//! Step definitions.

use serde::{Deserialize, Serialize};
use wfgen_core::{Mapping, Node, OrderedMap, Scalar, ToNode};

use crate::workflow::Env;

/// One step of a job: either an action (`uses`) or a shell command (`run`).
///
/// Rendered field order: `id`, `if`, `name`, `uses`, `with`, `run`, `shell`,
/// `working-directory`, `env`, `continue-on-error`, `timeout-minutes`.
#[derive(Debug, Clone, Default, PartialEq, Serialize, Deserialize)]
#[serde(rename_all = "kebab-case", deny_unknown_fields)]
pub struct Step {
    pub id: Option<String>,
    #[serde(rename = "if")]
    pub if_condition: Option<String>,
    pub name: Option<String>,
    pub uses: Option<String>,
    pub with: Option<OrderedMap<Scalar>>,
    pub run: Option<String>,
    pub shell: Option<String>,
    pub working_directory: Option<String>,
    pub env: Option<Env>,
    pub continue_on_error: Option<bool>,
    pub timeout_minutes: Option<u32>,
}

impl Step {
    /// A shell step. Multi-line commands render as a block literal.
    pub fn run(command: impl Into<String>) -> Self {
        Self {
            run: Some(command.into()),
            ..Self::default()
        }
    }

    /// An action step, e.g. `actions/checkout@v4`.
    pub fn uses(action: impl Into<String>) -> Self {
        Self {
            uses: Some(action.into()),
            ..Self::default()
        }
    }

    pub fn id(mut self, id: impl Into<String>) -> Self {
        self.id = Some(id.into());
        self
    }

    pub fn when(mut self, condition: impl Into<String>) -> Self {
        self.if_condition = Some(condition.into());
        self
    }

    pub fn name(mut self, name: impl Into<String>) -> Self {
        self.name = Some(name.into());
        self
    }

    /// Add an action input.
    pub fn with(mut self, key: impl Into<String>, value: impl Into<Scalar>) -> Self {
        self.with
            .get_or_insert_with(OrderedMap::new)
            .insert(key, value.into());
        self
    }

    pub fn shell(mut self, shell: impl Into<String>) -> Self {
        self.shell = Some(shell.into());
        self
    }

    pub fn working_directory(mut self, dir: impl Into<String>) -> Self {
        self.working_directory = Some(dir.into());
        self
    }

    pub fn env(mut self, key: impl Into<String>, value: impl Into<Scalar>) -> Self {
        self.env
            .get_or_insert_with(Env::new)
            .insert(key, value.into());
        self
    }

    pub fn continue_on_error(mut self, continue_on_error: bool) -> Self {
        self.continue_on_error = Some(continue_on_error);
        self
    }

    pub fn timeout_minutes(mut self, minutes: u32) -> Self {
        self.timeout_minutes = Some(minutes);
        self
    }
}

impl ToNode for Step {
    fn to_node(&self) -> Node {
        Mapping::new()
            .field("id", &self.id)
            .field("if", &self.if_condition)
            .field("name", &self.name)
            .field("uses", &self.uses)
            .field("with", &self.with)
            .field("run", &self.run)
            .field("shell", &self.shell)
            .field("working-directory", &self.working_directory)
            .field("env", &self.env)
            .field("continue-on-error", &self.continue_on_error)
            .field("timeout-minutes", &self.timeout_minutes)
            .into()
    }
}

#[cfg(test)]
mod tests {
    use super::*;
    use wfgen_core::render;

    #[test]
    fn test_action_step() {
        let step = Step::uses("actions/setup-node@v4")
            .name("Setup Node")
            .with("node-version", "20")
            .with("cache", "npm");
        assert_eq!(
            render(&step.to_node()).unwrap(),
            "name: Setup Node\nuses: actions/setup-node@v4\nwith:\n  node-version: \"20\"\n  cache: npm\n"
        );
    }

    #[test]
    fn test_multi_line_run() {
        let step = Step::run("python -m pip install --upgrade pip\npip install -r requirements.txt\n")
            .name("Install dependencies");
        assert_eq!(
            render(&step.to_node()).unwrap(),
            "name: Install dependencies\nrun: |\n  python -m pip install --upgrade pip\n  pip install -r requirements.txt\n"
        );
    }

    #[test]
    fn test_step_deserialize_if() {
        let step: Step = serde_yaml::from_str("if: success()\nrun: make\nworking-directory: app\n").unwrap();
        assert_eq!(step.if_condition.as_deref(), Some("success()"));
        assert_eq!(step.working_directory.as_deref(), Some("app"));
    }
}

WORK REQUIRED: Your task is to retype the records above exactly.

WRITTEN RESPONSE:
//! Step definitions.

use serde::{Deserialize, Serialize};
use wfgen_core::{Mapping, Node, OrderedMap, Scalar, ToNode};

use crate::workflow::Env;

/// One step of a job: either an action (`uses`) or a shell command (`run`).
///
/// Rendered field order: `id`, `if`, `name`, `uses`, `with`, `run`, `shell`,
/// `working-directory`, `env`, `continue-on-error`, `timeout-minutes`.
#[derive(Debug, Clone, Default, PartialEq, Serialize, Deserialize)]
#[serde(rename_all = "kebab-case", deny_unknown_fields)]
pub struct Step {
    pub id: Option<String>,
    #[serde(rename = "if")]
    pub if_condition: Option<String>,
    pub name: Option<String>,
    pub uses: Option<String>,
    pub with: Option<OrderedMap<Scalar>>,
    pub run: Option<String>,
    pub shell: Option<String>,
    pub working_directory: Option<String>,
    pub env: Option<Env>,
    pub continue_on_error: Option<bool>,
    pub timeout_minutes: Option<u32>,
}

impl Step {
    /// A shell step. Multi-line commands render as a block literal.
    pub fn run(command: impl Into<String>) -> Self {
        Self {
            run: Some(command.into()),
            ..Self::default()
        }
    }

    /// An action step, e.g. `actions/checkout@v4`.
    pub fn uses(action: impl Into<String>) -> Self {
        Self {
            uses: Some(action.into()),
            ..Self::default()
        }
    }

    pub fn id(mut self, id: impl Into<String>) -> Self {
        self.id = Some(id.into());
        self
    }

    pub fn when(mut self, condition: impl Into<String>) -> Self {
        self.if_condition = Some(condition.into());
        self
    }

    pub fn name(mut self, name: impl Into<String>) -> Self {
        self.name = Some(name.into());
        self
    }

    /// Add an action input.
    pub fn with(mut self, key: impl Into<String>, value: impl Into<Scalar>) -> Self {
        self.with
            .get_or_insert_with(OrderedMap::new)
            .insert(key, value.into());
        self
    }

    pub fn shell(mut self, shell: impl Into<String>) -> Self {
        self.shell = Some(shell.into());
        self
    }

    pub fn working_directory(mut self, dir: impl Into<String>) -> Self {
        self.working_directory = Some(dir.into());
        self
    }

    pub fn env(mut self, key: impl Into<String>, value: impl Into<Scalar>) -> Self {
        self.env
            .get_or_insert_with(Env::new)
            .insert(key, value.into());
        self
    }

    pub fn continue_on_error(mut self, continue_on_error: bool) -> Self {
        self.continue_on_error = Some(continue_on_error);
        self
    }

    pub fn timeout_minutes(mut self, minutes: u32) -> Self {
        self.timeout_minutes = Some(minutes);
        self
    }
}

impl ToNode for Step {
    fn to_node(&self) -> Node {
        Mapping::new()
            .field("id", &self.id)
            .field("if", &self.if_condition)
            .field("name", &self.name)
            .field("uses", &self.uses)
            .field("with", &self.with)
            .field("run", &self.run)
            .field("shell", &self.shell)
            .field("working-directory", &self.working_directory)
            .field("env", &self.env)
            .field("continue-on-error", &self.continue_on_error)
            .field("timeout-minutes", &self.timeout_minutes)
            .into()
    }
}

#[cfg(test)]
mod tests {
    use super::*;
    use wfgen_core::render;

    #[test]
    fn test_action_step() {
        let step = Step::uses("actions/setup-node@v4")
            .name("Setup Node")
            .with("node-version", "20")
            .with("cache", "npm");
        assert_eq!(
            render(&step.to_node()).unwrap(),
            "name: Setup Node\nuses: actions/setup-node@v4\nwith:\n  node-version: \"20\"\n  cache: npm\n"
        );
    }

    #[test]
    fn test_multi_line_run() {
        let step = Step::run("python -m pip install --upgrade pip\npip install -r requirements.txt\n")
            .name("Install dependencies");
        assert_eq!(
            render(&step.to_node()).unwrap(),
            "name: Install dependencies\nrun: |\n  python -m pip install --upgrade pip\n  pip install -r requirements.txt\n"
        );
    }

    #[test]
    fn test_step_deserialize_if() {
        let step: Step = serde_yaml::from_str("if: success()\nrun: make\nworking-directory: app\n").unwrap();
        assert_eq!(step.if_condition.as_deref(), Some("success()"));
        assert_eq!(step.working_directory.as_deref(), Some("app"));
    }
}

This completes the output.